▸ INPUT DATA

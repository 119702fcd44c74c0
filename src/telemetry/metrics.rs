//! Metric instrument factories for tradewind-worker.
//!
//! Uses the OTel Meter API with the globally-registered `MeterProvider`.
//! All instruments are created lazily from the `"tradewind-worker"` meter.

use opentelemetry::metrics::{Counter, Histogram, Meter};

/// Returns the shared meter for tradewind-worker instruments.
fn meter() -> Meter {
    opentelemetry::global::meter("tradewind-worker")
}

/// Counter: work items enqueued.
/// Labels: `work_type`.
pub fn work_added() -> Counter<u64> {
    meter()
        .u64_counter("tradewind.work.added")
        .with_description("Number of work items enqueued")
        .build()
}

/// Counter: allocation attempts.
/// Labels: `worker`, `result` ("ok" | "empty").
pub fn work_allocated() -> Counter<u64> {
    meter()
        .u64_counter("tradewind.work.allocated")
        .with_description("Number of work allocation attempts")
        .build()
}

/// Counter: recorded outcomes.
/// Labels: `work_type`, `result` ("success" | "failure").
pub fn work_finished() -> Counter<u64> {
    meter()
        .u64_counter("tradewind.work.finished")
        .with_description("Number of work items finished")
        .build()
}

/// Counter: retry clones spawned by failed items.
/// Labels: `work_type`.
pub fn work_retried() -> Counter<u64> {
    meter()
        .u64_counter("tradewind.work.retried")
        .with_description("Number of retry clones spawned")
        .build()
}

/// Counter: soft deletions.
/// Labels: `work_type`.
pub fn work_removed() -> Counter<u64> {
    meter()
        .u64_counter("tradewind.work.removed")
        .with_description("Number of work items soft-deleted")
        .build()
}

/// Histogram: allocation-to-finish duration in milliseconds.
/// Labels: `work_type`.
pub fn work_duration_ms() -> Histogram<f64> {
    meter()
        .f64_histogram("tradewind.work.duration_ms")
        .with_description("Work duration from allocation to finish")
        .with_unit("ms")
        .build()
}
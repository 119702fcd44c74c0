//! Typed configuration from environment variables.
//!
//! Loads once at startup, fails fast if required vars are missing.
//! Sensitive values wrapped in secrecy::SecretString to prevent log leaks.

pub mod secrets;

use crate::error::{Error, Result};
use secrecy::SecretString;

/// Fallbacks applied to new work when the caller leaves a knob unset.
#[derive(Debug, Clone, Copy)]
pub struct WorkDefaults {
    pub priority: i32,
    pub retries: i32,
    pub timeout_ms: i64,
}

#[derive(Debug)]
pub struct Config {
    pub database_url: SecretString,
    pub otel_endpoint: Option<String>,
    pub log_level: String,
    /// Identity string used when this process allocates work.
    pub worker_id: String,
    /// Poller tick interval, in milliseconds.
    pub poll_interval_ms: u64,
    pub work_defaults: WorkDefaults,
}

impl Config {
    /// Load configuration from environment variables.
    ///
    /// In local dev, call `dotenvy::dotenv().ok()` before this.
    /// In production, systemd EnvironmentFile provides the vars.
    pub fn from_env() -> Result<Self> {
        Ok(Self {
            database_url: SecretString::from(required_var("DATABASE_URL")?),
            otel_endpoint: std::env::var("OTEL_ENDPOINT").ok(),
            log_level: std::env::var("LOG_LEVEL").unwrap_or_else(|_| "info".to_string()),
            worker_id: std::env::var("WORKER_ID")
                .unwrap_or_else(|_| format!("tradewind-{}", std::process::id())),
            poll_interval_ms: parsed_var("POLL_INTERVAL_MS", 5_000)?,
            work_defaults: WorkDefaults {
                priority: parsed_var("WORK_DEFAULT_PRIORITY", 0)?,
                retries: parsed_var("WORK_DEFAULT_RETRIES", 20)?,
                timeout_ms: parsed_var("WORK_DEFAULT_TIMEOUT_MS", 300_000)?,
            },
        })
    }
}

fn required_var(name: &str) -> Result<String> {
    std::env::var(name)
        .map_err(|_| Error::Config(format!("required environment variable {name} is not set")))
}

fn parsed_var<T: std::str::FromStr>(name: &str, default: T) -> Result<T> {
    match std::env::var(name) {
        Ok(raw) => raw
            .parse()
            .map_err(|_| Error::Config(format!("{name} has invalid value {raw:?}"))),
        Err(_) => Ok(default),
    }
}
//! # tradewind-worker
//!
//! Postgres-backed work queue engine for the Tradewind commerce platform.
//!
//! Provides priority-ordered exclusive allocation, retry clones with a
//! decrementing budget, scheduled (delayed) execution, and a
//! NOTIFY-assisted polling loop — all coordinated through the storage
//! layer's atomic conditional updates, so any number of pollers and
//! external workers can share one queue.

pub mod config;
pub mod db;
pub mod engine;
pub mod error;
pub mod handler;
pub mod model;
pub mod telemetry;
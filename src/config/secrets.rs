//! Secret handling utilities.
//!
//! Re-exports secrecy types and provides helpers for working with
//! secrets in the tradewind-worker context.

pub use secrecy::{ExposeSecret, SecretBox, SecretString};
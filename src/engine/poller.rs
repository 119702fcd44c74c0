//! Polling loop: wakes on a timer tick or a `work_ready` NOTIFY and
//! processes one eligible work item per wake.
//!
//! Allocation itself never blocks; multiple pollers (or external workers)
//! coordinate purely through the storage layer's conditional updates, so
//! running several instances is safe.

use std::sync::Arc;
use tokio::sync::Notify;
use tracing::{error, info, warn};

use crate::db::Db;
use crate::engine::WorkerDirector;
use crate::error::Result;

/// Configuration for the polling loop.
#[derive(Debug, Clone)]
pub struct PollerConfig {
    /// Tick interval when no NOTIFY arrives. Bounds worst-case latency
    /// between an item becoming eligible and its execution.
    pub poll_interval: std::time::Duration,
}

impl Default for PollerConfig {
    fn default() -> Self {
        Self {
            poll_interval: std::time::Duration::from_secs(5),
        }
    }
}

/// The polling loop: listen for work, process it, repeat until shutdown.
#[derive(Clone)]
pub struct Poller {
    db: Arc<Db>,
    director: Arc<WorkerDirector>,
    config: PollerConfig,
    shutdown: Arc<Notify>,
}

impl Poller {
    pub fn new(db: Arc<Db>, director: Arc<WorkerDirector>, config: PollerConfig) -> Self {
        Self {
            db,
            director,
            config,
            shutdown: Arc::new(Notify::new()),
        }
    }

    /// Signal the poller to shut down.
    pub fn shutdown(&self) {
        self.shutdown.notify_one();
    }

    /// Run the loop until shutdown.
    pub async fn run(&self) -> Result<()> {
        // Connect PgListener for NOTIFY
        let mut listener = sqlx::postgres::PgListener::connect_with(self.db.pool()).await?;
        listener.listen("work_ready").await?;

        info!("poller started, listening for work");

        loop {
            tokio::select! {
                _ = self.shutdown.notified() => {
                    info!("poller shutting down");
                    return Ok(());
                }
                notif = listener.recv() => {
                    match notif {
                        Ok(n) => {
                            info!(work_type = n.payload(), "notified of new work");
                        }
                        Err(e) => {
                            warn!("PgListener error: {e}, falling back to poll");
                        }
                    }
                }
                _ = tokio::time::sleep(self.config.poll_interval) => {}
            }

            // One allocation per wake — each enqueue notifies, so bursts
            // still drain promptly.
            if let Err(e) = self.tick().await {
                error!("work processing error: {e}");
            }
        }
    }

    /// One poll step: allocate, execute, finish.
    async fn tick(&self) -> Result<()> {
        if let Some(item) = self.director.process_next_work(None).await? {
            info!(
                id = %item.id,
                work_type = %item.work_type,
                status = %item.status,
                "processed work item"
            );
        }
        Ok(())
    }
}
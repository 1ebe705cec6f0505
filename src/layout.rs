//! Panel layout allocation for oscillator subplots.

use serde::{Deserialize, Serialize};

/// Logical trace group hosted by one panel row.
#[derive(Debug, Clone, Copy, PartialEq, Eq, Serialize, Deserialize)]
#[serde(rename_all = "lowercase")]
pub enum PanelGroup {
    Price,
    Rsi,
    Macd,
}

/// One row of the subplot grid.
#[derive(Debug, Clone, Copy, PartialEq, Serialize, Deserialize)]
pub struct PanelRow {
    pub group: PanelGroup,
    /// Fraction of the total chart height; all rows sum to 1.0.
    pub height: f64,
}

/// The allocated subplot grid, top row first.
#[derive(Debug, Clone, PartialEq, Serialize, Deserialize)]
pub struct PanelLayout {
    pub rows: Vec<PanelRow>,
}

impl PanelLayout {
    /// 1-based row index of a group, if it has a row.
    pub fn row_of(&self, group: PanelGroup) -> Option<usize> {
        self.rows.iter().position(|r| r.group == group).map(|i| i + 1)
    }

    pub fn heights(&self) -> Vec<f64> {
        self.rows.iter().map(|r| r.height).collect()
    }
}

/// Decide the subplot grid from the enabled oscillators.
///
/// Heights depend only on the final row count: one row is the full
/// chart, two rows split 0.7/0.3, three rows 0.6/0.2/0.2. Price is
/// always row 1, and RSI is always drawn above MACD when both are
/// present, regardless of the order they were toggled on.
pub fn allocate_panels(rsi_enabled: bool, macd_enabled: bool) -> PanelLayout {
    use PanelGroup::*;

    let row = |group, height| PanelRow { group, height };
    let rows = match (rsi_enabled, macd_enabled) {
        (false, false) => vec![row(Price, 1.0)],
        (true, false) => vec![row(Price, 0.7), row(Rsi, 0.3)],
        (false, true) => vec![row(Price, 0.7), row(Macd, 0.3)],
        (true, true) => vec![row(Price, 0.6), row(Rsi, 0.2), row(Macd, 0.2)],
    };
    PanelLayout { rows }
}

▸ TASK DESCRIPTION
Read the listing. Report every line that includes the word "storage".

▸ RESPONSE
//! NOTIFY-assisted polling loop — all coordinated through the storage
//! coordinate purely through the storage layer's conditional updates, so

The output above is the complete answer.